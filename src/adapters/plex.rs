//! Plex Media Server HTTP client
//!
//! Polls `/status/sessions` for what is currently playing and turns the result
//! into a `PlaybackState`. Used at startup to seed the store before the first
//! webhook arrives, and by the debug endpoints.
//!
//! Every request carries the `X-Plex-Token` header, runs under a per-attempt
//! deadline, and is retried per `RetryPolicy`: 5xx, network errors and timeouts
//! are retried, 4xx and cancellation are not.

use reqwest::header::ACCEPT;
use reqwest::{Client, StatusCode};
use serde::Serialize;
use serde_json::Value;
use std::time::Duration;
use thiserror::Error;
use tokio_util::sync::CancellationToken;
use tracing::{debug, info, warn};
use url::Url;

use super::retry::{RetryDecision, RetryPolicy, Retryable};
use crate::config::PlexConfig;
use crate::state::{EventKind, MediaMetadata, PlaybackState, PlayerInfo};

const SESSIONS_ENDPOINT: &str = "/status/sessions";
const IDENTITY_ENDPOINT: &str = "/";
const DEFAULT_REQUEST_TIMEOUT: Duration = Duration::from_secs(10);

#[derive(Debug, Error)]
pub enum UpstreamError {
    #[error("Plex API client error: {0}")]
    Client(StatusCode),

    #[error("Plex API error: {0}")]
    Server(StatusCode),

    #[error("Plex request timed out after {0:?}")]
    Timeout(Duration),

    #[error("Plex request failed: {0}")]
    Network(#[source] reqwest::Error),

    #[error("invalid Plex response body: {0}")]
    Decode(#[source] reqwest::Error),

    #[error("Plex request cancelled")]
    Cancelled,
}

impl Retryable for UpstreamError {
    fn is_retryable(&self) -> bool {
        !matches!(self, UpstreamError::Client(_) | UpstreamError::Cancelled)
    }
}

/// Playback status reported for a session
#[derive(Debug, Clone, Copy, PartialEq, Eq, Serialize)]
#[serde(rename_all = "lowercase")]
pub enum SessionStatus {
    Playing,
    Paused,
    Buffering,
}

impl SessionStatus {
    fn parse(raw: &str) -> Self {
        match raw {
            "paused" => Self::Paused,
            "buffering" => Self::Buffering,
            _ => Self::Playing,
        }
    }
}

#[derive(Debug, Clone, PartialEq, Serialize)]
#[serde(rename_all = "camelCase")]
pub struct SessionMedia {
    pub title: String,
    pub grandparent_title: String,
    pub parent_title: String,
    pub thumb: String,
    pub art: String,
    #[serde(rename = "type")]
    pub media_type: String,
    pub index: i64,
    pub parent_index: i64,
    pub year: Option<i64>,
    pub rating_key: String,
}

#[derive(Debug, Clone, PartialEq, Serialize)]
#[serde(rename_all = "camelCase")]
pub struct SessionPlayer {
    pub title: String,
    pub address: String,
    pub machine_identifier: String,
    pub platform: String,
}

#[derive(Debug, Clone, PartialEq, Serialize)]
#[serde(rename_all = "camelCase")]
pub struct TranscodeInfo {
    pub video_decision: String,
    pub audio_decision: String,
    pub throttled: bool,
    pub progress: f64,
}

/// One active playback session as reported by the server
#[derive(Debug, Clone, PartialEq, Serialize)]
#[serde(rename_all = "camelCase")]
pub struct Session {
    pub id: String,
    pub session_key: String,
    pub username: String,
    pub user_thumb: String,
    pub duration: i64,
    pub view_offset: i64,
    /// Percent played, 0-100
    pub progress: u8,
    pub state: SessionStatus,
    pub media: SessionMedia,
    pub player: SessionPlayer,
    pub transcode: Option<TranscodeInfo>,
}

impl Session {
    pub fn to_playback_state(&self, timestamp: i64) -> PlaybackState {
        let paused = self.state == SessionStatus::Paused;
        let library_section_type = match self.media.media_type.as_str() {
            "track" => "artist",
            "episode" => "show",
            _ => "movie",
        };

        let metadata = MediaMetadata {
            library_section_type: library_section_type.to_string(),
            rating_key: self.media.rating_key.clone(),
            key: format!("/library/metadata/{}", self.media.rating_key),
            media_type: self.media.media_type.clone(),
            title: self.media.title.clone(),
            grandparent_title: self.media.grandparent_title.clone(),
            parent_title: self.media.parent_title.clone(),
            index: self.media.index,
            parent_index: self.media.parent_index,
            thumb: self.media.thumb.clone(),
            art: self.media.art.clone(),
            parent_year: self.media.year,
            ..Default::default()
        };

        let player = PlayerInfo {
            local: false,
            public_address: self.player.address.clone(),
            title: self.player.title.clone(),
            uuid: self.player.machine_identifier.clone(),
        };

        let event = if paused { EventKind::Pause } else { EventKind::Play };
        PlaybackState::new(event, metadata, player, timestamp)
    }
}

// =============================================================================
// Field access with defaults for missing or mistyped values
// =============================================================================

fn str_field(v: &Value, key: &str) -> Option<String> {
    match v.get(key)? {
        Value::String(s) => Some(s.clone()),
        Value::Number(n) => Some(n.to_string()),
        _ => None,
    }
}

fn float_field(v: &Value, key: &str) -> Option<f64> {
    match v.get(key)? {
        Value::Number(n) => n.as_f64(),
        Value::String(s) => s.trim().parse().ok(),
        _ => None,
    }
}

fn int_field(v: &Value, key: &str) -> Option<i64> {
    float_field(v, key).map(|f| f as i64)
}

fn flag_field(v: &Value, key: &str) -> bool {
    match v.get(key) {
        Some(Value::Bool(b)) => *b,
        Some(Value::String(s)) => s == "1" || s == "true",
        Some(Value::Number(n)) => n.as_i64() == Some(1),
        _ => false,
    }
}

fn progress_percent(view_offset: i64, duration: i64) -> u8 {
    if view_offset <= 0 || duration <= 0 {
        return 0;
    }
    let pct = (view_offset as f64 / duration as f64 * 100.0).round();
    pct.clamp(0.0, 100.0) as u8
}

/// Map one raw `MediaContainer.Metadata[]` entry; missing fields get defaults
pub fn normalize_session(raw: &Value) -> Session {
    let user = raw.get("User").cloned().unwrap_or(Value::Null);
    let player = raw.get("Player").cloned().unwrap_or(Value::Null);

    let duration = int_field(raw, "duration").unwrap_or(0);
    let view_offset = int_field(raw, "viewOffset").unwrap_or(0);

    let transcode = raw.get("TranscodeSession").filter(|t| t.is_object()).map(|t| TranscodeInfo {
        video_decision: str_field(t, "videoDecision").unwrap_or_default(),
        audio_decision: str_field(t, "audioDecision").unwrap_or_default(),
        throttled: flag_field(t, "throttled"),
        progress: float_field(t, "progress").unwrap_or(0.0),
    });

    Session {
        id: str_field(raw, "guid")
            .or_else(|| str_field(raw, "key"))
            .unwrap_or_default(),
        session_key: str_field(raw, "sessionKey").unwrap_or_default(),
        username: str_field(&user, "title").unwrap_or_else(|| "Unknown".to_string()),
        user_thumb: str_field(&user, "thumb").unwrap_or_default(),
        duration,
        view_offset,
        progress: progress_percent(view_offset, duration),
        state: SessionStatus::parse(&str_field(&player, "state").unwrap_or_default()),
        media: SessionMedia {
            title: str_field(raw, "title").unwrap_or_default(),
            grandparent_title: str_field(raw, "grandparentTitle").unwrap_or_default(),
            parent_title: str_field(raw, "parentTitle").unwrap_or_default(),
            thumb: str_field(raw, "thumb").unwrap_or_default(),
            art: str_field(raw, "art").unwrap_or_default(),
            media_type: str_field(raw, "type").unwrap_or_default(),
            index: int_field(raw, "index").unwrap_or(0),
            parent_index: int_field(raw, "parentIndex").unwrap_or(0),
            year: int_field(raw, "year").or_else(|| int_field(raw, "parentYear")),
            rating_key: str_field(raw, "ratingKey").unwrap_or_default(),
        },
        player: SessionPlayer {
            title: str_field(&player, "title").unwrap_or_else(|| "Unknown Player".to_string()),
            address: str_field(&player, "address").unwrap_or_default(),
            machine_identifier: str_field(&player, "machineIdentifier").unwrap_or_default(),
            platform: str_field(&player, "platform").unwrap_or_default(),
        },
        transcode,
    }
}

/// Session for `username` when one is configured, else the first session
pub fn select_session(sessions: Vec<Session>, username: Option<&str>) -> Option<Session> {
    match username.filter(|u| !u.is_empty()) {
        Some(name) => sessions.into_iter().find(|s| s.username == name),
        None => sessions.into_iter().next(),
    }
}

/// Build the server base URL; a `server_url` that already has a scheme is used as-is
pub fn build_base_url(server_url: &str, port: u16) -> String {
    let trimmed = server_url.trim_end_matches('/');
    if trimmed.starts_with("http://") || trimmed.starts_with("https://") {
        trimmed.to_string()
    } else {
        format!("http://{}:{}", trimmed, port)
    }
}

// =============================================================================
// Client
// =============================================================================

pub struct PlexClient {
    http: Client,
    base_url: String,
    token: String,
    username: Option<String>,
    retry: RetryPolicy,
    request_timeout: Duration,
    shutdown: CancellationToken,
}

impl PlexClient {
    pub fn new(config: &PlexConfig) -> Result<Self, reqwest::Error> {
        let http = Client::builder()
            .danger_accept_invalid_certs(config.accept_invalid_certs)
            .build()?;

        Ok(Self {
            http,
            base_url: build_base_url(&config.server_url, config.server_port),
            token: config.token.clone(),
            username: Some(config.username.clone()).filter(|u| !u.is_empty()),
            retry: RetryPolicy::default(),
            request_timeout: DEFAULT_REQUEST_TIMEOUT,
            shutdown: CancellationToken::new(),
        })
    }

    pub fn with_retry_policy(mut self, retry: RetryPolicy) -> Self {
        self.retry = retry;
        self
    }

    pub fn with_request_timeout(mut self, timeout: Duration) -> Self {
        self.request_timeout = timeout;
        self
    }

    /// Cancel in-flight requests and backoff sleeps when `shutdown` fires
    pub fn with_shutdown(mut self, shutdown: CancellationToken) -> Self {
        self.shutdown = shutdown;
        self
    }

    pub fn base_url(&self) -> &str {
        &self.base_url
    }

    pub fn http(&self) -> &Client {
        &self.http
    }

    /// One request attempt under the per-attempt deadline
    async fn attempt(&self, url: &str) -> Result<Value, UpstreamError> {
        let exchange = async {
            let response = self
                .http
                .get(url)
                .header("X-Plex-Token", &self.token)
                .header(ACCEPT, "application/json")
                .send()
                .await
                .map_err(UpstreamError::Network)?;

            let status = response.status();
            if status.is_client_error() {
                return Err(UpstreamError::Client(status));
            }
            if !status.is_success() {
                return Err(UpstreamError::Server(status));
            }
            response.json::<Value>().await.map_err(UpstreamError::Decode)
        };

        tokio::select! {
            _ = self.shutdown.cancelled() => Err(UpstreamError::Cancelled),
            result = tokio::time::timeout(self.request_timeout, exchange) => {
                result.unwrap_or_else(|_| Err(UpstreamError::Timeout(self.request_timeout)))
            }
        }
    }

    /// GET `endpoint` with retry/backoff, returning the decoded JSON body
    pub async fn get_json(&self, endpoint: &str) -> Result<Value, UpstreamError> {
        let url = format!("{}{}", self.base_url, endpoint);
        let mut attempt = 0u32;

        loop {
            let error = match self.attempt(&url).await {
                Ok(body) => return Ok(body),
                Err(e) => e,
            };

            match self.retry.decide(attempt, &error) {
                RetryDecision::RetryAfter(delay) => {
                    debug!(
                        "Retrying Plex API request {} (attempt {}/{}) in {:?}: {}",
                        endpoint,
                        attempt + 2,
                        self.retry.max_attempts,
                        delay,
                        error
                    );
                    tokio::select! {
                        _ = self.shutdown.cancelled() => return Err(UpstreamError::Cancelled),
                        _ = tokio::time::sleep(delay) => {}
                    }
                    attempt += 1;
                }
                RetryDecision::GiveUp => {
                    warn!(
                        "Plex API request {} failed after {} attempt(s): {}",
                        endpoint,
                        attempt + 1,
                        error
                    );
                    return Err(error);
                }
            }
        }
    }

    /// All active sessions; a response without a session list means none
    pub async fn sessions(&self) -> Result<Vec<Session>, UpstreamError> {
        let body = self.get_json(SESSIONS_ENDPOINT).await?;

        let sessions = body
            .get("MediaContainer")
            .and_then(|c| c.get("Metadata"))
            .and_then(|m| m.as_array())
            .map(|entries| entries.iter().map(normalize_session).collect())
            .unwrap_or_default();

        Ok(sessions)
    }

    pub async fn current_user_session(&self) -> Result<Option<Session>, UpstreamError> {
        let sessions = self.sessions().await?;
        Ok(select_session(sessions, self.username.as_deref()))
    }

    /// Current state derived from the active session, stamped with now
    pub async fn fetch_current_state(&self) -> Result<Option<PlaybackState>, UpstreamError> {
        let now = chrono::Utc::now().timestamp_millis();
        Ok(self
            .current_user_session()
            .await?
            .map(|session| session.to_playback_state(now)))
    }

    /// True when the server answers its identity endpoint
    pub async fn test_connectivity(&self) -> bool {
        match self.get_json(IDENTITY_ENDPOINT).await {
            Ok(body) => {
                let identifier = body
                    .get("MediaContainer")
                    .and_then(|c| c.get("machineIdentifier"));
                match identifier {
                    Some(id) if !id.is_null() => {
                        info!("Connected to Plex server {}", id);
                        true
                    }
                    _ => {
                        warn!("Plex identity response has no machineIdentifier");
                        false
                    }
                }
            }
            Err(e) => {
                warn!("Plex connection test failed: {}", e);
                false
            }
        }
    }

    /// Image-transcode URL for an artwork reference; None for an empty reference
    pub fn artwork_url(&self, thumb: &str, width: u32, height: u32) -> Option<String> {
        if thumb.is_empty() {
            return None;
        }
        let mut url = Url::parse(&format!("{}/photo/:/transcode", self.base_url)).ok()?;
        url.query_pairs_mut()
            .append_pair("width", &width.to_string())
            .append_pair("height", &height.to_string())
            .append_pair("minSize", "1")
            .append_pair("upscale", "1")
            .append_pair("url", thumb)
            .append_pair("X-Plex-Token", &self.token);
        Some(url.into())
    }
}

▶ _Problem description_
Among the lines above, return those that hold the word "machineIdentifier".

▶ _Solution below_
            machine_identifier: str_field(&player, "machineIdentifier").unwrap_or_default(),
                    .and_then(|c| c.get("machineIdentifier"));
                        warn!("Plex identity response has no machineIdentifier");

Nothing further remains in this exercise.